Pulling Images from Google using C# Express

*** Updated Jan 23, 2006 ***

I finally got around to updating this for the final release of Visual Studio 2005. Download the updated code here.

******

 

My Channel9 video that uses Visual C# Express to pull images from images.google.com is now available. You can find the video on Channel9 and download the code here.

 

Walkthrough

I’ll use this blog post to walk through the basics of the application and point out Whidbey features along the way. You’ll notice a Toolstrip control at the top of the page with an image containing the C# Express logo, a textbox and a button. The ToolStripTextBox uses the new autocomplete features in VS ‘05 (you’ve probably run into this with Windows or Internet Explorer automatically populating entries) and uses a custom data source. While you can define these programmatically by creating an AutoCompleteStringCollection, I decided to hard code the autocomplete values in at design time by changing the AutoCompleteCustomSource property and typing in strings. For example purposes, I'll search for Steve Ballmer.

 

 

We return pictures from Google into a ListView control and when a user clicks on the ListView control, we populate a large picture box with the high-resolution image as shown below.

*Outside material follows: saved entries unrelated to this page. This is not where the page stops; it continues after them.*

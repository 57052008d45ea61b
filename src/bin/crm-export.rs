//! Dumps the CRM database as SQL `INSERT` statements.

use std::fs::File;
use std::io::{self, BufWriter, Write};
use std::path::PathBuf;
use std::process::ExitCode;

use clap::Parser;
use iptv_crm_lib::config::AppConfig;
use iptv_crm_lib::{db, export, logging, CrmResult};
use tracing::{error, info};

#[derive(Parser, Debug)]
#[command(name = "crm-export")]
#[command(about = "Export the CRM database as SQL INSERT statements", long_about = None)]
#[command(version)]
struct Cli {
    /// SQLite database file (defaults to the configured location)
    #[arg(short, long, env = "IPTV_CRM_DB")]
    db: Option<PathBuf>,

    /// Configuration file (defaults to ./crm.toml when present)
    #[arg(short, long)]
    config: Option<PathBuf>,

    /// Output file (stdout when omitted)
    #[arg(short, long)]
    out: Option<PathBuf>,

    /// Table to export; repeat for several (all tables when omitted)
    #[arg(short, long = "table")]
    tables: Vec<String>,
}

fn run(cli: Cli) -> CrmResult<()> {
    let config = AppConfig::load(cli.config.as_deref())?;
    logging::init_tracing(&config.log_level);

    let db_path = cli.db.unwrap_or_else(|| config.database_path(None));
    info!(path = %db_path.display(), "opening database");
    let conn = db::open_read_only(&db_path)?;

    let tables = if cli.tables.is_empty() {
        export::all_tables()
    } else {
        cli.tables
    };

    let rows = match cli.out {
        Some(path) => {
            let mut out = BufWriter::new(File::create(&path)?);
            let rows = export::export_tables(&conn, &tables, &mut out)?;
            out.flush()?;
            info!(path = %path.display(), "export written");
            rows
        }
        None => {
            let stdout = io::stdout();
            let mut out = stdout.lock();
            export::export_tables(&conn, &tables, &mut out)?
        }
    };
    info!(rows, tables = tables.len(), "export finished");
    Ok(())
}

fn main() -> ExitCode {
    let cli = Cli::parse();
    match run(cli) {
        Ok(()) => ExitCode::SUCCESS,
        Err(err) => {
            error!(error = %err, "export failed");
            eprintln!("crm-export: {}", err);
            ExitCode::FAILURE
        }
    }
}
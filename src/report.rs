//! Printable client report. The desktop shell hands the HTML file to the
//! system viewer, which prints it to PDF.

use std::{fs, path::Path, path::PathBuf};

use chrono::Local;
use rusqlite::Connection;
use tracing::info;

use crate::clients::{self, Client};
use crate::error::CrmResult;

/// The report is one fixed table, so it is built with `format!` rather
/// than a template engine; every field goes through here.
fn escape_html(value: &str) -> String {
    let mut escaped = String::with_capacity(value.len());
    for ch in value.chars() {
        match ch {
            '&' => escaped.push_str("&amp;"),
            '<' => escaped.push_str("&lt;"),
            '>' => escaped.push_str("&gt;"),
            '"' => escaped.push_str("&quot;"),
            '\'' => escaped.push_str("&#39;"),
            other => escaped.push(other),
        }
    }
    escaped
}

fn cell(value: Option<&str>) -> String {
    escape_html(value.unwrap_or("-"))
}

fn brl(value: f64) -> String {
    format!("R$ {:.2}", value).replace('.', ",")
}

pub fn render_clients_report(clients: &[Client], generated_at: &str) -> String {
    let mut rows = String::new();
    let mut total = 0.0;
    for client in clients.iter().filter(|c| !c.archived) {
        total += client.price;
        rows.push_str(&format!(
            "<tr><td>{}</td><td>{}</td><td>{}</td><td>{}</td><td>{}</td><td>{}</td><td>{}</td><td>{}</td></tr>\n",
            escape_html(&client.name),
            cell(client.phone.as_deref()),
            cell(client.plan.as_deref()),
            cell(client.server.as_deref()),
            brl(client.price),
            cell(client.expiry_date.as_deref()),
            client.payment_status,
            client.situation,
        ));
    }
    let count = clients.iter().filter(|c| !c.archived).count();

    format!(
        r#"<!DOCTYPE html>
<html lang="pt-BR">
<head>
<meta charset="utf-8">
<title>Relatório de Clientes</title>
<style>
body {{ font-family: Arial, sans-serif; font-size: 12px; color: #111; }}
h1 {{ font-size: 18px; margin-bottom: 4px; }}
table {{ width: 100%; border-collapse: collapse; margin-top: 12px; }}
th, td {{ border: 1px solid #999; padding: 4px 6px; text-align: left; }}
th {{ background: #eee; }}
tfoot td {{ font-weight: bold; }}
</style>
</head>
<body>
<h1>Relatório de Clientes</h1>
<p>Gerado em {generated_at}</p>
<table>
<thead><tr><th>Nome</th><th>Telefone</th><th>Plano</th><th>Servidor</th><th>Valor</th><th>Vencimento</th><th>Pagamento</th><th>Situação</th></tr></thead>
<tbody>
{rows}</tbody>
<tfoot><tr><td colspan="4">Total de clientes: {count}</td><td colspan="4">{total}</td></tr></tfoot>
</table>
</body>
</html>
"#,
        generated_at = escape_html(generated_at),
        rows = rows,
        count = count,
        total = brl(total),
    )
}

/// Writes the report for every non-archived client into `dir` and returns its path.
pub fn export_clients_report(conn: &Connection, dir: &Path) -> CrmResult<PathBuf> {
    let clients = clients::list_clients(conn, false)?;
    let now = Local::now();
    let html = render_clients_report(&clients, &now.format("%d/%m/%Y %H:%M").to_string());

    fs::create_dir_all(dir)?;
    let path = dir.join(format!("clientes-{}.html", now.format("%Y%m%d-%H%M%S")));
    fs::write(&path, html)?;
    info!(path = %path.display(), clients = clients.len(), "client report written");
    Ok(path)
}
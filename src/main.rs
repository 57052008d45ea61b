// Prevents additional console window on Windows in release, DO NOT REMOVE!!
#![cfg_attr(not(debug_assertions), windows_subsystem = "windows")]

fn main() {
    iptv_crm_lib::run()
}
//! Free trial lines handed to prospects (the `tests` table).

use chrono::{Duration, NaiveDateTime, Utc};
use rusqlite::{params, Connection, OptionalExtension, Row};
use serde::{Deserialize, Serialize};

use crate::error::{CrmError, CrmResult};
use crate::system_log::{self, LogAction, NewLogEntry};
use crate::{clean, now_timestamp, parse_timestamp, required, TIMESTAMP_FORMAT};

pub const DEFAULT_DURATION_HOURS: i64 = 4;

#[derive(Debug, Clone, Serialize)]
#[serde(rename_all = "camelCase")]
pub struct Trial {
    pub id: i64,
    pub name: String,
    pub phone: Option<String>,
    pub server: Option<String>,
    pub device: Option<String>,
    pub application: Option<String>,
    pub username: Option<String>,
    pub password: Option<String>,
    pub start_at: String,
    pub end_at: String,
    pub duration_hours: i64,
    pub notes: Option<String>,
    pub created_at: String,
}

impl Trial {
    pub fn is_active_at(&self, now: NaiveDateTime) -> bool {
        match (parse_timestamp(&self.start_at), parse_timestamp(&self.end_at)) {
            (Ok(start), Ok(end)) => start <= now && now < end,
            _ => false,
        }
    }
}

#[derive(Debug, Clone, Default, Deserialize)]
#[serde(rename_all = "camelCase")]
pub struct TrialInput {
    pub name: String,
    pub phone: Option<String>,
    pub server: Option<String>,
    pub device: Option<String>,
    pub application: Option<String>,
    pub username: Option<String>,
    pub password: Option<String>,
    /// `YYYY-MM-DD HH:MM:SS`; now when omitted.
    pub start_at: Option<String>,
    pub duration_hours: Option<i64>,
    pub notes: Option<String>,
}

struct Window {
    start_at: String,
    end_at: String,
    duration_hours: i64,
}

fn trial_window(start_at: Option<String>, duration_hours: Option<i64>) -> CrmResult<Window> {
    let duration_hours = duration_hours.unwrap_or(DEFAULT_DURATION_HOURS);
    if duration_hours <= 0 {
        return Err(CrmError::invalid("trial duration must be positive"));
    }
    let start = match clean(start_at) {
        Some(ts) => parse_timestamp(&ts)?,
        None => Utc::now().naive_utc(),
    };
    let end = Duration::try_hours(duration_hours)
        .and_then(|length| start.checked_add_signed(length))
        .ok_or_else(|| {
            CrmError::invalid(format!("trial duration too large: {} hours", duration_hours))
        })?;
    Ok(Window {
        start_at: start.format(TIMESTAMP_FORMAT).to_string(),
        end_at: end.format(TIMESTAMP_FORMAT).to_string(),
        duration_hours,
    })
}

const SELECT_COLUMNS: &str = "id, name, phone, server, device, application, username, password, \
     start_at, end_at, duration_hours, notes, created_at";

fn map_trial(row: &Row<'_>) -> rusqlite::Result<Trial> {
    Ok(Trial {
        id: row.get(0)?,
        name: row.get(1)?,
        phone: row.get(2)?,
        server: row.get(3)?,
        device: row.get(4)?,
        application: row.get(5)?,
        username: row.get(6)?,
        password: row.get(7)?,
        start_at: row.get(8)?,
        end_at: row.get(9)?,
        duration_hours: row.get(10)?,
        notes: row.get(11)?,
        created_at: row.get(12)?,
    })
}

pub fn get_test(conn: &Connection, id: i64) -> CrmResult<Trial> {
    conn.query_row(
        &format!("SELECT {} FROM tests WHERE id = ?1", SELECT_COLUMNS),
        [id],
        map_trial,
    )
    .optional()?
    .ok_or_else(|| CrmError::not_found("test", id))
}

pub fn list_tests(conn: &Connection) -> CrmResult<Vec<Trial>> {
    let mut stmt = conn.prepare(&format!(
        "SELECT {} FROM tests ORDER BY start_at DESC, id DESC",
        SELECT_COLUMNS
    ))?;
    let rows = stmt.query_map([], map_trial)?;

    let mut trials = Vec::new();
    for row in rows {
        trials.push(row?);
    }
    Ok(trials)
}

pub fn list_active_tests(conn: &Connection, now: NaiveDateTime) -> CrmResult<Vec<Trial>> {
    let now = now.format(TIMESTAMP_FORMAT).to_string();
    let mut stmt = conn.prepare(&format!(
        "SELECT {} FROM tests WHERE start_at <= ?1 AND end_at > ?1 ORDER BY end_at",
        SELECT_COLUMNS
    ))?;
    let rows = stmt.query_map([now], map_trial)?;

    let mut trials = Vec::new();
    for row in rows {
        trials.push(row?);
    }
    Ok(trials)
}

pub fn add_test(conn: &Connection, input: TrialInput) -> CrmResult<Trial> {
    let name = required("name", &input.name)?;
    let window = trial_window(input.start_at, input.duration_hours)?;
    conn.execute(
        "INSERT INTO tests (name, phone, server, device, application, username, password,
                            start_at, end_at, duration_hours, notes, created_at)
         VALUES (?1, ?2, ?3, ?4, ?5, ?6, ?7, ?8, ?9, ?10, ?11, ?12)",
        params![
            name,
            clean(input.phone),
            clean(input.server),
            clean(input.device),
            clean(input.application),
            clean(input.username),
            clean(input.password),
            window.start_at,
            window.end_at,
            window.duration_hours,
            clean(input.notes),
            now_timestamp()
        ],
    )?;
    let id = conn.last_insert_rowid();

    system_log::append_best_effort(
        conn,
        &NewLogEntry::new(
            LogAction::TestAdded,
            "test",
            id,
            format!("Teste criado: {} ({}h)", name, window.duration_hours),
        ),
    );
    get_test(conn, id)
}

pub fn update_test(conn: &Connection, id: i64, input: TrialInput) -> CrmResult<Trial> {
    let current = get_test(conn, id)?;
    let name = required("name", &input.name)?;
    let window = trial_window(
        input.start_at.or(Some(current.start_at)),
        input.duration_hours.or(Some(current.duration_hours)),
    )?;
    conn.execute(
        "UPDATE tests SET name = ?1, phone = ?2, server = ?3, device = ?4, application = ?5,
                username = ?6, password = ?7, start_at = ?8, end_at = ?9, duration_hours = ?10,
                notes = ?11
         WHERE id = ?12",
        params![
            name,
            clean(input.phone),
            clean(input.server),
            clean(input.device),
            clean(input.application),
            clean(input.username),
            clean(input.password),
            window.start_at,
            window.end_at,
            window.duration_hours,
            clean(input.notes),
            id
        ],
    )?;
    get_test(conn, id)
}

/// Hard delete; trial log rows are left in place.
pub fn delete_test(conn: &Connection, id: i64) -> CrmResult<()> {
    if conn.execute("DELETE FROM tests WHERE id = ?1", [id])? == 0 {
        return Err(CrmError::not_found("test", id));
    }
    Ok(())
}

#[cfg(test)]
mod tests {
    use super::*;
    use crate::db;

    fn trial(start_at: &str, hours: Option<i64>) -> TrialInput {
        TrialInput {
            name: "Ana".to_string(),
            server: Some("BLAZE".to_string()),
            start_at: Some(start_at.to_string()),
            duration_hours: hours,
            ..TrialInput::default()
        }
    }

    fn at(ts: &str) -> NaiveDateTime {
        parse_timestamp(ts).unwrap()
    }

    #[test]
    fn end_is_start_plus_duration() {
        let conn = db::open_in_memory().expect("db");
        let test = add_test(&conn, trial("2025-06-01 22:00:00", Some(6))).unwrap();
        assert_eq!(test.end_at, "2025-06-02 04:00:00");
        assert_eq!(test.duration_hours, 6);
    }

    #[test]
    fn default_duration_applies() {
        let conn = db::open_in_memory().expect("db");
        let test = add_test(&conn, trial("2025-06-01 10:00:00", None)).unwrap();
        assert_eq!(test.duration_hours, DEFAULT_DURATION_HOURS);
        assert_eq!(test.end_at, "2025-06-01 14:00:00");
    }

    #[test]
    fn rejects_bad_input() {
        let conn = db::open_in_memory().expect("db");
        assert!(add_test(&conn, trial("2025-06-01 10:00:00", Some(0))).is_err());
        assert!(add_test(&conn, trial("01/06/2025", None)).is_err());
    }

    #[test]
    fn oversized_duration_is_rejected() {
        let conn = db::open_in_memory().expect("db");
        let err = add_test(&conn, trial("2025-06-01 10:00:00", Some(i64::MAX / 1000))).unwrap_err();
        assert!(matches!(err, CrmError::Validation(_)));
        assert!(list_tests(&conn).unwrap().is_empty());

        let test = add_test(&conn, trial("2025-06-01 10:00:00", None)).unwrap();
        assert!(update_test(&conn, test.id, trial("2025-06-01 10:00:00", Some(i64::MAX))).is_err());
        assert_eq!(get_test(&conn, test.id).unwrap().duration_hours, DEFAULT_DURATION_HOURS);
    }

    #[test]
    fn active_window_excludes_finished_trials() {
        let conn = db::open_in_memory().expect("db");
        add_test(&conn, trial("2025-06-01 08:00:00", Some(4))).unwrap();
        let running = add_test(&conn, trial("2025-06-01 11:00:00", Some(4))).unwrap();

        let active = list_active_tests(&conn, at("2025-06-01 12:30:00")).unwrap();
        assert_eq!(active.len(), 1);
        assert_eq!(active[0].id, running.id);
        assert!(running.is_active_at(at("2025-06-01 12:30:00")));
        assert!(!running.is_active_at(at("2025-06-01 15:00:00")));
    }

    #[test]
    fn update_recomputes_window() {
        let conn = db::open_in_memory().expect("db");
        let test = add_test(&conn, trial("2025-06-01 10:00:00", Some(4))).unwrap();
        let mut edit = trial("2025-06-01 10:00:00", Some(24));
        edit.start_at = None;

        let updated = update_test(&conn, test.id, edit).unwrap();
        assert_eq!(updated.start_at, "2025-06-01 10:00:00");
        assert_eq!(updated.end_at, "2025-06-02 10:00:00");
    }

    #[test]
    fn delete_is_permanent() {
        let conn = db::open_in_memory().expect("db");
        let test = add_test(&conn, trial("2025-06-01 10:00:00", None)).unwrap();
        delete_test(&conn, test.id).unwrap();
        assert!(list_tests(&conn).unwrap().is_empty());
        assert!(matches!(delete_test(&conn, test.id), Err(CrmError::NotFound { .. })));
    }
}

I also added a context Menu on the high-resolution image so that you can set the selected picture as your Wallpaper.

 

 

 

How it all Works

If you’re familiar with how asynchronous operations work with the .NET Framework 1.1, you’ll realize that while it is a consistent programming model, it’s still a little complex (BeginInvoke, IAsyncResult, WaitHandle’s etc) then you would probably like. VS ‘05 makes async programming a lot easier with the new BackgroundWorker class that can go execute a long running task in a background thread without the main UI thread feeling like it has hanged. The Background worker class has some important properties and events:

  • WorkerSupportsProgress and WorkerSupportsCancellation which hold true/false values that let the backgroundworker report progress or cancel an async progress respectively.

  • The DoWork event fires when you call the BackgroundWorker.RunWorkerAsync() method. You’ll simply need to hook up an event handler to the DoWork event that will do whatever long running task you want to have run on another thread.

  • The ProgressChanged event fires when you call the ReportProgress method inside of the DoWork event and allows you to show the current progress of the long running task.

  • The RunWorkerCompleted event fires when the asynchronous operation has completed.

As shown below, the user clicks on the search button and we pass the search value to the background worker. The background worker calls Google images, parses the urls for images and we then retrieve all of the images into local image objects. We return the list of urls and images back to the original thread. We then bind the images to the ListView control. If a user clicks on a specific image, we load the high-res image and load it into the picture box. If a user right clicks on the image, they can set the image as the machine’s wallpaper.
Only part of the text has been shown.